Rat liver pI-6.4 esterase was purified from microsomes (microsomal extracts) and used to generate antibodies in the rabbit. Two active enzyme forms, similarly sensitive to endo-H (endo-beta-N-acetylglucosaminidase H (EC 3.2.1.96), but differing slightly in polypeptide chain length, were present in the preparation. In microsomes, immunoblots revealed a single form, with Mr congruent to 62,000, identical with the large component of the purified enzyme, indicating that the second component is an artefact.
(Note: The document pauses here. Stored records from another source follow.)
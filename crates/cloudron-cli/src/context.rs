//! Per-invocation state shared by all commands.

use std::fs;
use std::io::{BufRead, Write};
use std::path::{Path, PathBuf};
use std::sync::Arc;

use cloudron_api::{ApiClient, App, HttpTransport, TerminalPrompt};
use cloudron_config::Config;
use parking_lot::{Mutex, MutexGuard};
use serde::Deserialize;
use tracing::debug;

use crate::cli::Cli;
use crate::error::CliError;
use crate::output::OutputFormat;

/// Manifest file describing the app in a source directory.
pub const MANIFEST_FILE: &str = "CloudronManifest.json";

/// Loaded configuration, API client and app selection for one command.
pub struct Context {
    client: ApiClient,
    config: Arc<Mutex<Config>>,
    cwd: PathBuf,
    app: Option<String>,
    format: OutputFormat,
}

impl Context {
    /// Load the configuration named by `cli` and build a client for it.
    ///
    /// A `--host` that differs from the stored host replaces it.
    ///
    /// # Errors
    ///
    /// Returns an error if the configuration cannot be read or written, or the
    /// HTTP client cannot be built.
    pub fn load(cli: &Cli) -> Result<Self, CliError> {
        let path = match &cli.config {
            Some(path) => path.clone(),
            None => Config::default_path()?,
        };
        let mut config = Config::load(&path)?;
        if let Some(host) = &cli.host {
            if config.session().host.as_deref() != Some(host.as_str()) {
                debug!(%host, "switching host");
                config.set_host(host.as_str())?;
                config.clear_token()?;
            }
        }

        let config = Arc::new(Mutex::new(config));
        let transport = HttpTransport::with_insecure(cli.allow_selfsigned)?;
        let client = ApiClient::new(
            transport,
            Arc::clone(&config),
            Box::new(TerminalPrompt::new()),
        );

        Ok(Self {
            client,
            config,
            cwd: std::env::current_dir()?,
            app: cli.app.clone(),
            format: OutputFormat::new(cli.format),
        })
    }

    /// The API client.
    #[must_use]
    pub fn client(&self) -> &ApiClient {
        &self.client
    }

    /// Lock the configuration.
    pub fn config(&self) -> MutexGuard<'_, Config> {
        self.config.lock()
    }

    /// The working directory.
    #[must_use]
    pub fn cwd(&self) -> &Path {
        &self.cwd
    }

    /// Output formatter.
    #[must_use]
    pub fn format(&self) -> &OutputFormat {
        &self.format
    }

    /// The app to operate on.
    ///
    /// Uses `--app`, then the app remembered for the working directory, then
    /// the only installed app, and finally asks the user to pick one. A picked
    /// app is remembered for the working directory.
    ///
    /// # Errors
    ///
    /// Returns `NoApp` if no app is installed, or a request error.
    pub async fn select_app(&self) -> Result<String, CliError> {
        if let Some(app) = &self.app {
            return Ok(app.clone());
        }
        if let Some(app) = self.config().app_for_dir(&self.cwd) {
            return Ok(app.to_string());
        }

        let apps = self.client.list_apps().await?;
        let chosen = match apps.as_slice() {
            [] => return Err(CliError::NoApp("no apps installed".into())),
            [only] => only.id.clone(),
            _ => {
                let stdin = std::io::stdin();
                let index = choose_app(&apps, stdin.lock(), std::io::stderr())?;
                apps[index].id.clone()
            }
        };
        self.config().set_app_for_dir(&self.cwd, chosen.as_str())?;
        Ok(chosen)
    }

    /// Key under which builds of the working directory are recorded.
    ///
    /// # Errors
    ///
    /// Returns `Manifest` if the directory has no readable manifest.
    pub fn project_id(&self) -> Result<String, CliError> {
        project_id(&self.cwd)
    }
}

/// Show a numbered menu of `apps` on `out` and read a choice from `input`.
///
/// Invalid input is reported and the question repeated.
///
/// # Errors
///
/// Returns `NoApp` if `input` ends before a valid choice was made.
pub fn choose_app<R: BufRead, W: Write>(
    apps: &[App],
    mut input: R,
    mut out: W,
) -> Result<usize, CliError> {
    for (i, app) in apps.iter().enumerate() {
        writeln!(out, "[{}] {} ({})", i + 1, app.location, app.manifest_id())?;
    }
    loop {
        write!(out, "Choose app [1-{}]: ", apps.len())?;
        out.flush()?;
        let mut line = String::new();
        if input.read_line(&mut line)? == 0 {
            return Err(CliError::NoApp("no app chosen".into()));
        }
        match line.trim().parse::<usize>() {
            Ok(n) if (1..=apps.len()).contains(&n) => return Ok(n - 1),
            _ => writeln!(out, "Invalid choice: {}", line.trim())?,
        }
    }
}

#[derive(Deserialize)]
struct ManifestId {
    id: String,
}

/// Manifest id of the app whose sources live in `dir`.
///
/// # Errors
///
/// Returns `Manifest` if the manifest is missing, malformed or has no id.
pub fn project_id(dir: &Path) -> Result<String, CliError> {
    let path = dir.join(MANIFEST_FILE);
    let raw = fs::read_to_string(&path)
        .map_err(|e| CliError::Manifest(format!("{}: {e}", path.display())))?;
    let manifest: ManifestId = serde_json::from_str(&raw)
        .map_err(|e| CliError::Manifest(format!("{}: {e}", path.display())))?;
    if manifest.id.trim().is_empty() {
        return Err(CliError::Manifest(format!("{}: empty id", path.display())));
    }
    Ok(manifest.id)
}

#[cfg(test)]
mod tests {
    use super::*;
    use std::io::Cursor;

    fn apps() -> Vec<App> {
        ["blog", "wiki", "chat"]
            .iter()
            .enumerate()
            .map(|(i, location)| App {
                id: format!("app-{i}"),
                location: (*location).to_string(),
                ..App::default()
            })
            .collect()
    }

    #[test]
    fn choose_app_valid_choice() {
        let mut out = Vec::new();
        let index = choose_app(&apps(), Cursor::new("2\n"), &mut out).expect("choice");
        assert_eq!(index, 1);
        let shown = String::from_utf8(out).expect("utf8");
        assert!(shown.contains("[1] blog"));
        assert!(shown.contains("[3] chat"));
    }

    #[test]
    fn choose_app_retries_on_invalid_input() {
        let mut out = Vec::new();
        let index =
            choose_app(&apps(), Cursor::new("0\nfoo\n\n4\n3\n"), &mut out).expect("choice");
        assert_eq!(index, 2);
        let shown = String::from_utf8(out).expect("utf8");
        assert_eq!(shown.matches("Invalid choice").count(), 4);
        assert_eq!(shown.matches("Choose app [1-3]: ").count(), 5);
    }

    #[test]
    fn choose_app_eof_is_no_app() {
        let err = choose_app(&apps(), Cursor::new("x\n"), Vec::new()).expect_err("eof");
        assert!(matches!(err, CliError::NoApp(_)));
    }

    #[test]
    fn project_id_reads_manifest() {
        let dir = tempfile::tempdir().expect("tempdir");
        fs::write(
            dir.path().join(MANIFEST_FILE),
            r#"{"id":"io.example.blog","version":"1.0.0"}"#,
        )
        .expect("write");
        assert_eq!(project_id(dir.path()).expect("id"), "io.example.blog");
    }

    #[test]
    fn project_id_missing_manifest() {
        let dir = tempfile::tempdir().expect("tempdir");
        let err = project_id(dir.path()).expect_err("missing");
        assert!(matches!(err, CliError::Manifest(_)));
    }

    #[test]
    fn project_id_empty_id() {
        let dir = tempfile::tempdir().expect("tempdir");
        fs::write(dir.path().join(MANIFEST_FILE), r#"{"id":" "}"#).expect("write");
        assert!(matches!(project_id(dir.path()), Err(CliError::Manifest(_))));
    }
}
Rabbit reticulocyte lysates and wheat germ extracts programmed with RNA extracted from total or bound polysomes synthesized a single immunoreactive 61 kDa polypeptide, which was not formed with RNA extracted from free polysomes. The immunoreactive product synthesized in the presence of dog pancreas microsomes was slightly larger (62 kDa); like the authentic enzyme, it bound to concanavalin A and was decreased in molecular size to 60 kDa by the action of endo-H. Thus the enzyme is synthesized with a short cleavable sequence and bears at least one high-mannose oligosaccharide chain. Metabolic labelling in hepatocytes cultured with [35S]methionine also generated a single immunoreactive polypeptide of 62 kDa, which was decreased to 60 kDa in size by treatment with endo-H or addition of tunicamycin to the culture medium. This confirms the molecular homogeneity and the glycosylation of the enzyme in the intact cell. Culture media contained no pI-6.4-esterase-related protein, whether tunicamycin was present or not. The processing steps in the synthesis of pI-6.4 esterase are thus, as for other esterases of the endoplasmic reticulum [Robbi & Beaufay (1986) Eur. J. Biochem. 158, 187-194; (1987) Biochem. J. 248, 545-550] indistinguishable from those occurring early in the synthesis of secretory proteins. Glycosylation is apparently not the sorting signal responsible for their retention in the endoplasmic reticulum.